In the midst of a brutal and deadly war, Public Diplomacy Minister Galit Distel Atbaryan announced on Thursday evening that she was quitting her post, citing the current government’s sidelining of her powers.

In a lengthy social media post, Distel Atbaryan explained that following Hamas’s brutal assault on southern Israel on Saturday, the Public Diplomacy Directorate within the Prime Minister’s Office decided to appoint the Diaspora Affairs Ministry as responsible for coordinating Israel’s war-time public diplomacy alongside the Foreign Ministry.

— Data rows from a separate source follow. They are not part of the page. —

impl RoundPlan {
    pub fn new(player: Vec<CardInstance>, enemy: Vec<CardInstance>) -> Self {
        Self {
            player,
            enemy,
            ..Self::default()
        }
    }

    pub fn with_agility(mut self, agility: i32) -> Self {
        self.agility = agility;
        self
    }

    pub fn with_adjustments(mut self, adjustments: TimelineAdjustments) -> Self {
        self.adjustments = adjustments;
        self
    }

    pub fn with_critical(mut self, critical: BTreeSet<InstanceId>) -> Self {
        self.critical = critical;
        self
    }
}

/// New state plus the transcript of the transition.
#[derive(Clone, Debug, PartialEq, Eq)]
pub struct Transition {
    pub state: BattleState,
    pub logs: Vec<String>,
}

/// End-of-round bookkeeping.
#[derive(Clone, Debug, PartialEq)]
pub struct RoundSummary {
    pub state: BattleState,
    pub combo: Option<ComboResult>,
    pub ether: EtherGainResult,
    /// Usage history including this round's combo.
    pub usage: ComboUsage,
    pub outcome: BattleOutcome,
    pub logs: Vec<String>,
}

/// Complete battle state between engine calls.
#[derive(Clone, Debug, PartialEq, Eq)]
#[cfg_attr(feature = "serde", derive(serde::Serialize, serde::Deserialize))]
pub struct BattleState {
    /// Incremented on every transition.
    pub version: u64,
    pub round: u64,
    pub seed: u64,
    pub phase: BattlePhase,
    /// Set when the round reaches `Post`.
    pub outcome: Option<BattleOutcome>,
    /// Victory or defeat has been booked; no further rounds.
    pub over: bool,
    pub player: Combatant,
    pub enemy: Combatant,
    pub player_ether: EtherPool,
    pub enemy_ether: EtherPool,
    pub queue: Vec<TimelineEntry>,
    pub cursor: usize,
    pub rewinds_left: u32,
    pub max_rewinds: u32,
    pub selection: Vec<CardInstance>,
    pub combo: Option<ComboResult>,
    /// Player cards that count toward this round's ether.
    pub credited: Vec<CardInstance>,
    pub critical: BTreeSet<InstanceId>,
}

impl BattleState {
    pub fn new(player: Combatant, enemy: Combatant, config: &BattleConfig) -> Self {
        Self {
            version: 0,
            round: 1,
            seed: 0,
            phase: BattlePhase::Select,
            outcome: None,
            over: false,
            player,
            enemy,
            player_ether: EtherPool::default(),
            enemy_ether: EtherPool::default(),
            queue: Vec::new(),
            cursor: 0,
            rewinds_left: config.max_rewinds,
            max_rewinds: config.max_rewinds,
            selection: Vec::new(),
            combo: None,
            credited: Vec::new(),
            critical: BTreeSet::new(),
        }
    }

    pub fn with_seed(mut self, seed: u64) -> Self {
        self.seed = seed;
        self
    }

    pub fn with_ether(mut self, player: EtherPool, enemy: EtherPool) -> Self {
        self.player_ether = player;
        self.enemy_ether = enemy;
        self
    }

    pub fn combatant(&self, side: Side) -> &Combatant {
        match side {
            Side::Player => &self.player,
            Side::Enemy => &self.enemy,
        }
    }

    fn combatant_mut(&mut self, side: Side) -> &mut Combatant {
        match side {
            Side::Player => &mut self.player,
            Side::Enemy => &mut self.enemy,
        }
    }

    /// Queue entries not yet resolved.
    pub fn pending(&self) -> &[TimelineEntry] {
        self.queue.get(self.cursor..).unwrap_or_default()
    }

    fn expect_phase(&self, phase: BattlePhase, operation: &'static str) -> Result<(), PhaseError> {
        if self.over {
            return Err(PhaseError::BattleOver);
        }
        if self.phase != phase {
            return Err(PhaseError::WrongPhase {
                operation,
                phase: self.phase,
            });
        }
        Ok(())
    }

    fn bumped(&self) -> Self {
        let mut next = self.clone();
        next.version += 1;
        next
    }

    // ========================================================================
    // Select / Respond
    // ========================================================================

    /// Fixes both actors' cards into the merged queue.
    pub fn lock_in(&self, env: &BattleEnv<'_>, plan: RoundPlan) -> Result<Transition, PhaseError> {
        self.expect_phase(BattlePhase::Select, "lock in")?;
        if plan.player.len() > BattleConfig::MAX_HAND {
            return Err(PhaseError::HandTooLarge {
                count: plan.player.len(),
                max: BattleConfig::MAX_HAND,
            });
        }

        let mut next = self.bumped();
        let mut logs = Vec::new();

        let order = create_fixed_order(&plan.player, &plan.enemy, plan.agility, &plan.adjustments);
        next.queue = merge_queue(&order);
        next.cursor = 0;
        next.combo = detect_poker_combo(&plan.player);
        next.selection = plan.player;
        next.critical = plan.critical;
        next.credited.clear();

        if should_enemy_overdrive(&next.enemy, &next.enemy_ether, env.config) {
            let out = activate_overdrive(Side::Enemy, &next.enemy_ether, &next.enemy, env.config);
            next.enemy_ether = out.pool;
            next.enemy = out.combatant;
            logs.extend(out.logs);
        }

        let combo_name = next
            .combo
            .as_ref()
            .map_or_else(|| "none".to_string(), |c| c.name.to_string());
        logs.push(format!(
            "Round {} locked in: {} actions, combo {combo_name}",
            next.round,
            next.queue.len()
        ));
        next.phase = BattlePhase::Respond;
        Ok(Transition { state: next, logs })
    }

    /// Returns to `Select`, spending one rewind.
    pub fn rewind(&self) -> Result<Transition, PhaseError> {
        self.expect_phase(BattlePhase::Respond, "rewind")?;
        if self.rewinds_left == 0 {
            return Err(PhaseError::NoRewindsLeft);
        }

        let mut next = self.bumped();
        next.rewinds_left -= 1;
        next.queue.clear();
        next.cursor = 0;
        next.combo = None;
        next.critical.clear();
        next.phase = BattlePhase::Select;
        let logs = vec![format!("Rewind ({} left)", next.rewinds_left)];
        Ok(Transition { state: next, logs })
    }

    /// Spends a player overdrive slot. Allowed while selecting or responding.
    pub fn overdrive(&self, env: &BattleEnv<'_>) -> Result<Transition, PhaseError> {
        if self.over {
            return Err(PhaseError::BattleOver);
        }
        if !matches!(self.phase, BattlePhase::Select | BattlePhase::Respond) {
            return Err(PhaseError::WrongPhase {
                operation: "overdrive",
                phase: self.phase,
            });
        }

        let mut next = self.bumped();
        let out = activate_overdrive(Side::Player, &self.player_ether, &self.player, env.config);
        next.player_ether = out.pool;
        next.player = out.combatant;
        Ok(Transition {
            state: next,
            logs: out.logs,
        })
    }

    pub fn begin_resolve(&self) -> Result<Transition, PhaseError> {
        self.expect_phase(BattlePhase::Respond, "begin resolve")?;
        let mut next = self.bumped();
        next.phase = BattlePhase::Resolve;
        let logs = vec![format!("Round {} resolves", next.round)];
        Ok(Transition { state: next, logs })
    }

    // ========================================================================
    // Resolve
    // ========================================================================

    /// Resolves the next queue entry.
    ///
    /// A failing entry is logged and skipped. Moves to `Post` once either side
    /// reaches zero hp or the queue is exhausted.
    pub fn step(&self, env: &BattleEnv<'_>) -> Result<Transition, PhaseError> {
        self.expect_phase(BattlePhase::Resolve, "step")?;
        let mut next = self.bumped();
        let mut logs = Vec::new();

        if let Some(entry) = self.queue.get(self.cursor) {
            next.cursor += 1;
            next.resolve_entry(env, entry, &mut logs);
        }
        next.settle(&mut logs);
        Ok(Transition { state: next, logs })
    }

    fn resolve_entry(&mut self, env: &BattleEnv<'_>, entry: &TimelineEntry, logs: &mut Vec<String>) {
        let side = entry.actor;
        let card = &entry.card;

        if let Some(unit) = card.bound_unit {
            let down = self
                .combatant(side)
                .unit(unit)
                .is_some_and(|u| !u.is_alive());
            if down {
                logs.push(format!("{side} {} skipped: unit {unit} is down", card.card.name));
                return;
            }
        }

        let ctx = ActionContext {
            critical: self.critical.contains(&card.instance_id),
        };
        let actor = self.combatant(side);
        let defender = self.combatant(side.opponent());
        match apply_action(env, side, actor, defender, card, ctx) {
            Ok(outcome) => {
                *self.combatant_mut(side) = outcome.actor;
                *self.combatant_mut(side.opponent()) = outcome.defender;
                logs.extend(outcome.logs);
                if side == Side::Player && card.counts_for_economy() {
                    self.credited.push(card.clone());
                }
            }
            Err(err) => {
                tracing::warn!(
                    card = %card.card.id,
                    code = err.error_code(),
                    error = %err,
                    "queue entry skipped"
                );
                logs.push(format!("{side} {} failed: {err}", card.card.name));
            }
        }
    }

    fn settle(&mut self, logs: &mut Vec<String>) {
        let outcome = if !self.player.is_alive() {
            BattleOutcome::Defeat
        } else if !self.enemy.is_alive() {
            BattleOutcome::Victory
        } else if self.cursor >= self.queue.len() {
            BattleOutcome::Continue
        } else {
            return;
        };

        if outcome == BattleOutcome::Victory {
            let remaining: Vec<CardInstance> = self
                .pending()
                .iter()
                .filter(|e| e.actor == Side::Player && e.card.counts_for_economy())
                .map(|e| e.card.clone())
                .collect();
            if !remaining.is_empty() {
                logs.push(format!("{} unresolved player cards credited", remaining.len()));
            }
            self.credited.extend(remaining);
        }

        self.phase = BattlePhase::Post;
        self.outcome = Some(outcome);
        logs.push(format!("Round {} ends: {outcome}", self.round));
    }

    // ========================================================================
    // Post
    // ========================================================================

    /// Books ether and combo usage, resets round state and runs turn passives.
    pub fn finish_round(
        &self,
        env: &BattleEnv<'_>,
        usage: &ComboUsage,
    ) -> Result<RoundSummary, PhaseError> {
        self.expect_phase(BattlePhase::Post, "finish round")?;
        let mut next = self.bumped();
        let mut logs = Vec::new();

        let combo = self.combo.clone();
        let realized = combo
            .as_ref()
            .map(|c| c.name)
            .filter(|_| !self.credited.is_empty());
        let ether = calculate_combo_ether_gain(
            &EtherGainInput::from_cards(&self.credited, realized, usage),
            env.config,
        );
        let usage = match realized {
            Some(name) => record_combo_usage(usage, name),
            None => usage.clone(),
        };
        next.player_ether = next.player_ether.credit(ether.gain);
        logs.push(format!(
            "Player gains {} ether ({} held)",
            ether.gain, next.player_ether.points
        ));

        next.player.reset_round();
        next.enemy.reset_round();

        let mut outcome = self.outcome.unwrap_or(BattleOutcome::Continue);
        if outcome == BattleOutcome::Continue {
            next.run_passives(env, TurnBoundary::End, &mut logs);
            outcome = if !next.player.is_alive() {
                BattleOutcome::Defeat
            } else if !next.enemy.is_alive() {
                BattleOutcome::Victory
            } else {
                next.run_passives(env, TurnBoundary::Start, &mut logs);
                BattleOutcome::Continue
            };
        }

        if outcome == BattleOutcome::Continue {
            next.round += 1;
            next.phase = BattlePhase::Select;
            next.outcome = None;
            next.rewinds_left = next.max_rewinds;
            next.queue.clear();
            next.cursor = 0;
            next.selection.clear();
            next.combo = None;
            next.credited.clear();
            next.critical.clear();
        } else {
            next.over = true;
            next.outcome = Some(outcome);
            logs.push(format!("Battle ends: {outcome}"));
        }

        Ok(RoundSummary {
            state: next,
            combo,
            ether,
            usage,
            outcome,
            logs,
        })
    }

    fn run_passives(&mut self, env: &BattleEnv<'_>, boundary: TurnBoundary, logs: &mut Vec<String>) {
        for side in [Side::Player, Side::Enemy] {
            let combatant = self.combatant_mut(side);
            let (hp, max_hp) = (combatant.hp, combatant.max_hp);
            let out = match boundary {
                TurnBoundary::End => end_of_turn(&combatant.tokens, env.tokens, side, hp, max_hp),
                TurnBoundary::Start => start_of_turn(&combatant.tokens, env.tokens, side, hp, max_hp),
            };
            combatant.tokens = out.tokens;
            match out.hp_delta {
                delta if delta > 0 => {
                    combatant.heal(delta.unsigned_abs());
                }
                delta if delta < 0 => {
                    combatant.lose_hp(delta.unsigned_abs(), None);
                }
                _ => {}
            }
            logs.extend(out.logs);
        }
    }
}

The Diaspora Affairs Ministry accordingly had more resources, manpower and authorities than her nascent office, and therefore “I cannot find at this moment any justification for this doubling of powers.”

Distel Atbaryan said that once her office was “emptied of the authority it was originally given — I have no choice but to honestly admit that every day it would continue to operate would be a waste of public funds.”

The Likud minister had faced significant criticism since entering the post, in particular over her use of the office to heavily promote the government’s judicial overhaul as well as her history of incendiary remarks. She was also the subject of sharp censure this week over her ministry’s seeming lack of activity as Israel faced its worst attack in decades.

Distel Atbaryan said her efforts were hampered by her struggles to be allocated a budget, which she said the ministry received just 17 weeks ago, more than six months into the government’s establishment.

Public Diplomacy Minister Galit Distel Atbaryan at the Knesset in Jerusalem, February 6, 2023. (Yonatan Sindel/Flash90)

“Ego aside — the good of Israel comes before everything, certainly in such a horrible time of war,” she wrote. “Operating a government ministry is an expensive issue and the people of Israel need every shekel.”

“In the current constellation, this ministry cannot provide a meaningful contribution to the country and the good of the state is more important to me than anything else,” she added.

Labor MK Naama Lazimi posted on X that “there are other redundant ministries with huge budgets that should be used instead to strengthen public resilience,” adding that the inflated number of ministry positions handed out to form the current government “is no longer valid. Enough.”

Atbaryan tended to make headlines for divisive remarks and comments, including a cabinet meeting over the summer where she reportedly got into a heated fight with Intelligence Minister Galit Gamliel, saying: “Bite me, you moron, no one in Likud likes you.”

In April she suggested that there was a deep state network of senior officials in the military, police and media that were working to bring down the government, and in March she drew a wave of backlash when she gave a fiery speech proclaiming that it was “your families that were burned” in the Holocaust, slamming what she viewed as Ashkenazi elites leading a wave of criticism against her and her activities.

“They call me the propaganda minister — Goebbels here, Goebbels there,” she said, referencing Joseph Goebbels, whose official title under Adolf Hitler was Reich minister of public enlightenment and propaganda. “Nazi [comparisons] like confetti. A dozen Hitlers a dime. I don’t even find it shocking anymore.”